Deploying Tenserflow Lite Model On Android
This blog explains how we can load the .tflite model into an Android app and run predictions on it.
What is Tenserflow lite ?
TensorFlow Lite (.TFLITE) is a lighter version of Google’s open-source machine learning framework, TensorFlow. The .tflite models are uniquely designed to run machine learning models on mobile and embedded devices.

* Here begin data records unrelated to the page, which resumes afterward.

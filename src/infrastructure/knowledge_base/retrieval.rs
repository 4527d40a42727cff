//! Retrieval pipeline service

use std::sync::Arc;

use serde::{Deserialize, Serialize};
use tracing::info;

use crate::domain::embedding::{EmbeddingProvider, EmbeddingRequest};
use crate::domain::knowledge_base::{
    GroundedPrompt, KnowledgeBaseName, KnowledgeBaseStore, RetrievalResult, SourceType,
    VectorIndex,
};
use crate::domain::DomainError;

/// Retrieval settings
#[derive(Debug, Clone, Serialize, Deserialize)]
pub struct RetrievalConfig {
    /// Number of chunks placed in the prompt
    #[serde(default = "default_top_k")]
    pub top_k: usize,
}

fn default_top_k() -> usize {
    4
}

impl Default for RetrievalConfig {
    fn default() -> Self {
        Self {
            top_k: default_top_k(),
        }
    }
}

/// Answers queries against one knowledge base at a time
///
/// Every call reloads the index from the store. Nothing is cached between queries.
#[derive(Debug)]
pub struct RetrievalPipeline {
    store: Arc<dyn KnowledgeBaseStore>,
    embedder: Arc<dyn EmbeddingProvider>,
    config: RetrievalConfig,
}

impl RetrievalPipeline {
    pub fn new(
        store: Arc<dyn KnowledgeBaseStore>,
        embedder: Arc<dyn EmbeddingProvider>,
        config: RetrievalConfig,
    ) -> Self {
        Self {
            store,
            embedder,
            config,
        }
    }

    /// Retrieve context for `query` and build a grounded prompt, citing hits in the
    /// style of `source_type`
    pub async fn retrieve(
        &self,
        name: &str,
        source_type: SourceType,
        query: &str,
    ) -> Result<GroundedPrompt, DomainError> {
        let (index, result) = self.search(name, query).await?;

        if index.manifest().source_type != source_type {
            info!(
                name = %name,
                requested = %source_type,
                recorded = %index.manifest().source_type,
                "Citing with requested source type"
            );
        }

        result.into_grounded_prompt(source_type.citation_style())
    }

    /// Same as `retrieve`, citing in the style of the source type recorded at ingestion
    pub async fn retrieve_with_recorded_type(
        &self,
        name: &str,
        query: &str,
    ) -> Result<GroundedPrompt, DomainError> {
        let (index, result) = self.search(name, query).await?;
        result.into_grounded_prompt(index.manifest().source_type.citation_style())
    }

    async fn search(
        &self,
        name: &str,
        query: &str,
    ) -> Result<(VectorIndex, RetrievalResult), DomainError> {
        if query.trim().is_empty() {
            return Err(DomainError::validation("Query cannot be empty"));
        }

        let name = KnowledgeBaseName::new(name)
            .map_err(|_| DomainError::not_found(format!("Knowledge base '{}' not found", name)))?;

        let index = self.store.load(&name).await?;

        if index.manifest().model != self.embedder.model() {
            return Err(DomainError::corrupt_index(format!(
                "Knowledge base '{}' was built with model '{}' but '{}' is configured",
                name,
                index.manifest().model,
                self.embedder.model()
            )));
        }

        let vector = self
            .embedder
            .embed(EmbeddingRequest::single(query))
            .await?
            .into_vectors()
            .into_iter()
            .next()
            .ok_or_else(|| {
                DomainError::embedding_service(
                    self.embedder.provider_name(),
                    "no embedding returned for query",
                )
            })?;

        let hits = index.search(&vector, self.config.top_k)?;

        info!(
            name = %name,
            hits = hits.len(),
            best_score = hits.first().map(|h| h.score).unwrap_or_default(),
            "Retrieved context"
        );

        Ok((index, RetrievalResult::new(query, hits)))
    }
}

#[cfg(test)]
mod tests {
    use super::*;
    use crate::domain::embedding::MockEmbeddingProvider;
    use crate::domain::ingestion::{Document, DocumentMetadata, IngestionConfig, MockDocumentParser};
    use crate::infrastructure::ingestion::{IngestionPipeline, ParserRegistry};
    use crate::infrastructure::knowledge_base::FsKnowledgeBaseStore;
    use std::path::{Path, PathBuf};
    use tempfile::TempDir;

    struct Fixture {
        _root: TempDir,
        files: TempDir,
        store: Arc<FsKnowledgeBaseStore>,
        embedder: Arc<MockEmbeddingProvider>,
        ingestion: IngestionPipeline,
        retrieval: RetrievalPipeline,
    }

    async fn fixture(parsers: ParserRegistry) -> Fixture {
        let root = tempfile::tempdir().unwrap();
        let store = Arc::new(FsKnowledgeBaseStore::open(root.path()).await.unwrap());
        let embedder = Arc::new(MockEmbeddingProvider::new(64).with_model("all-minilm"));

        let ingestion = IngestionPipeline::new(
            store.clone(),
            embedder.clone(),
            parsers,
            IngestionConfig::default(),
        )
        .unwrap();
        let retrieval = RetrievalPipeline::new(store.clone(), embedder.clone(), RetrievalConfig::default());

        Fixture {
            _root: root,
            files: tempfile::tempdir().unwrap(),
            store,
            embedder,
            ingestion,
            retrieval,
        }
    }

    fn write(dir: &Path, name: &str, content: &str) -> PathBuf {
        let path = dir.join(name);
        std::fs::write(&path, content).unwrap();
        path
    }

    fn three_page_notes() -> String {
        [
            "Kickoff notes. The team agreed on weekly status meetings every Tuesday morning. \
             Design reviews happen in the shared workspace and everyone attends.",
            "Planning notes. The deadline for the final report is the fifteenth of June. \
             Drafts must be circulated one week before the deadline for review.",
            "Budget notes. Travel expenses are capped and need approval from finance. \
             Hardware purchases go through the procurement portal.",
        ]
        .iter()
        .map(|page| format!("{}\n\n", page.repeat(4)))
        .collect()
    }

    #[tokio::test]
    async fn test_end_to_end_plain_text() {
        let fx = fixture(ParserRegistry::with_defaults()).await;
        let path = write(fx.files.path(), "notes.txt", &three_page_notes());

        fx.ingestion.ingest_file(&path).await.unwrap();
        let names: Vec<String> = fx
            .store
            .list()
            .await
            .unwrap()
            .into_iter()
            .map(String::from)
            .collect();
        assert_eq!(names, vec!["notes.txt"]);

        let grounded = fx
            .retrieval
            .retrieve("notes.txt", SourceType::Txt, "what is the deadline")
            .await
            .unwrap();

        assert!(grounded.prompt.contains("what is the deadline"));
        assert!(grounded.prompt.contains("answer only from the following context"));
        assert!(grounded.prompt.contains("The deadline for the final report"));
        assert_eq!(grounded.sources, "");

        let err = fx.ingestion.ingest_file(&path).await.unwrap_err();
        assert!(matches!(err, DomainError::Validation { .. }));
        assert_eq!(fx.store.list().await.unwrap().len(), 1);
    }

    #[tokio::test]
    async fn test_exact_chunk_text_ranks_first() {
        let fx = fixture(ParserRegistry::with_defaults()).await;
        let path = write(fx.files.path(), "notes.txt", &three_page_notes());
        fx.ingestion.ingest_file(&path).await.unwrap();

        let index = fx
            .store
            .load(&KnowledgeBaseName::new("notes.txt").unwrap())
            .await
            .unwrap();

        for chunk in index.chunks() {
            let (_, result) = fx.retrieval.search("notes.txt", &chunk.content).await.unwrap();
            let best = &result.hits[0];
            assert!((best.score - 1.0).abs() < 1e-5);
            assert!(result.hits.iter().all(|h| h.score <= best.score));
            assert!(result.hits.iter().any(|h| h.chunk == *chunk));
        }
    }

    #[tokio::test]
    async fn test_paginated_citations() {
        let parser = MockDocumentParser::new(SourceType::Pdf).with_documents(vec![
            Document::new("Welcome to the quarterly report. Revenue grew steadily.")
                .with_metadata(DocumentMetadata::new().with_page_number(1).with_lines(1, 3)),
            Document::new("The submission deadline is the fifteenth of June.")
                .with_metadata(DocumentMetadata::new().with_page_number(7).with_lines(12, 14)),
        ]);
        let fx = fixture(ParserRegistry::with_defaults().with_parser(Arc::new(parser))).await;
        fx.ingestion
            .ingest_file(Path::new("/docs/report.pdf"))
            .await
            .unwrap();

        let grounded = fx
            .retrieval
            .retrieve("report.pdf", SourceType::Pdf, "submission deadline")
            .await
            .unwrap();

        let first_line = grounded.sources.lines().next().unwrap();
        assert_eq!(first_line, "Page number: 7, From Line 12 to 14");
        assert!(grounded.sources.contains("Page number: 1, From Line 1 to 3"));

        let plain = fx
            .retrieval
            .retrieve("report.pdf", SourceType::Txt, "submission deadline")
            .await
            .unwrap();
        assert_eq!(plain.sources, "");

        let recorded = fx
            .retrieval
            .retrieve_with_recorded_type("report.pdf", "submission deadline")
            .await
            .unwrap();
        assert_eq!(recorded, grounded);
    }

    #[tokio::test]
    async fn test_unknown_knowledge_base() {
        let fx = fixture(ParserRegistry::with_defaults()).await;

        for name in ["missing.txt", "", "../etc", ".staging"] {
            let err = fx
                .retrieval
                .retrieve(name, SourceType::Txt, "query")
                .await
                .unwrap_err();
            assert!(matches!(err, DomainError::NotFound { .. }), "{name}");
        }
        assert_eq!(fx.embedder.calls(), 0);
    }

    #[tokio::test]
    async fn test_empty_query_is_rejected() {
        let fx = fixture(ParserRegistry::with_defaults()).await;
        let err = fx
            .retrieval
            .retrieve("notes.txt", SourceType::Txt, "   ")
            .await
            .unwrap_err();
        assert!(matches!(err, DomainError::Validation { .. }));
    }

    #[tokio::test]
    async fn test_model_mismatch_is_corrupt_index() {
        let fx = fixture(ParserRegistry::with_defaults()).await;
        let path = write(fx.files.path(), "notes.txt", "some notes");
        fx.ingestion.ingest_file(&path).await.unwrap();

        let other_model = RetrievalPipeline::new(
            fx.store.clone(),
            Arc::new(MockEmbeddingProvider::new(64).with_model("nomic-embed-text")),
            RetrievalConfig::default(),
        );
        let err = other_model
            .retrieve("notes.txt", SourceType::Txt, "notes")
            .await
            .unwrap_err();
        assert!(matches!(err, DomainError::CorruptIndex { .. }));

        let other_dimensions = RetrievalPipeline::new(
            fx.store.clone(),
            Arc::new(MockEmbeddingProvider::new(32).with_model("all-minilm")),
            RetrievalConfig::default(),
        );
        let err = other_dimensions
            .retrieve("notes.txt", SourceType::Txt, "notes")
            .await
            .unwrap_err();
        assert!(matches!(err, DomainError::CorruptIndex { .. }));
    }

    #[tokio::test]
    async fn test_embedding_failure_surfaces() {
        let fx = fixture(ParserRegistry::with_defaults()).await;
        let path = write(fx.files.path(), "notes.txt", "some notes");
        fx.ingestion.ingest_file(&path).await.unwrap();

        let failing = RetrievalPipeline::new(
            fx.store.clone(),
            Arc::new(
                MockEmbeddingProvider::new(64)
                    .with_model("all-minilm")
                    .with_error("connection refused"),
            ),
            RetrievalConfig::default(),
        );
        let err = failing
            .retrieve("notes.txt", SourceType::Txt, "notes")
            .await
            .unwrap_err();
        assert!(matches!(err, DomainError::EmbeddingService { .. }));
    }

    #[tokio::test]
    async fn test_top_k_limits_hits() {
        let fx = fixture(ParserRegistry::with_defaults()).await;
        let path = write(fx.files.path(), "long.txt", &three_page_notes().repeat(3));
        fx.ingestion.ingest_file(&path).await.unwrap();

        let (index, result) = fx.retrieval.search("long.txt", "deadline").await.unwrap();
        assert!(index.len() > 4);
        assert_eq!(result.hits.len(), 4);
    }
}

However .tflite can only deploy pre-existing models for mobile and embedded devices. For training models one needs to make a Tenserflow model and then convert it to .tflite format.
How we can find input and output parameters of tflite model ?
We have to find the input and output parameters of .tflite model. For that we can use Netron by uploading model there.
The input and outputs for the model look like the following:
In result the model requires a 224x224 RGB image as input and it returns a 2-D array containing a single row that has an array of 149 items.
How we can add .tflite model into our Android app ?
To add the model, open Android Studio and select “File -> New Folder -> Assets Folder”. This should create an assets folder in your app now move the .tflite model into the asset folder.
After adding model in the assets folder open your build.gradle file and add dependency there.
dependencies {
implementation 'org.tensorflow:tensorflow-lite:+'
}
To use it we have to load the model from asset folder into MappedByteBuffer by using the following method:
private MappedByteBuffer loadModelFile(Activity activity) throws IOException {
AssetFileDescriptor fileDescriptor = activity.getAssets().openFd(getModelPath());
FileInputStream inputStream = new FileInputStream(fileDescriptor.getFileDescriptor());
FileChannel fileChannel = inputStream.getChannel();
long startOffset = fileDescriptor.getStartOffset();
long declaredLength = fileDescriptor.getDeclaredLength();
return fileChannel.map(FileChannel.MapMode.READ_ONLY, startOffset, declaredLength);
}
The method above will read our tflite model and return a MappedByteBuffer object. We can then use this object to create our Interpreter.
protected Interpreter tflite;
tflite = new Interpreter(loadModelFile(activity));
Then, to classify an image, all you need to do is call the run method on the Interpeter, passing it the image data and the labels array:
tflite.run(imgData, labelProbArray);
Now in this way we can get the output of tflite model and we can use this output in any way for predictions.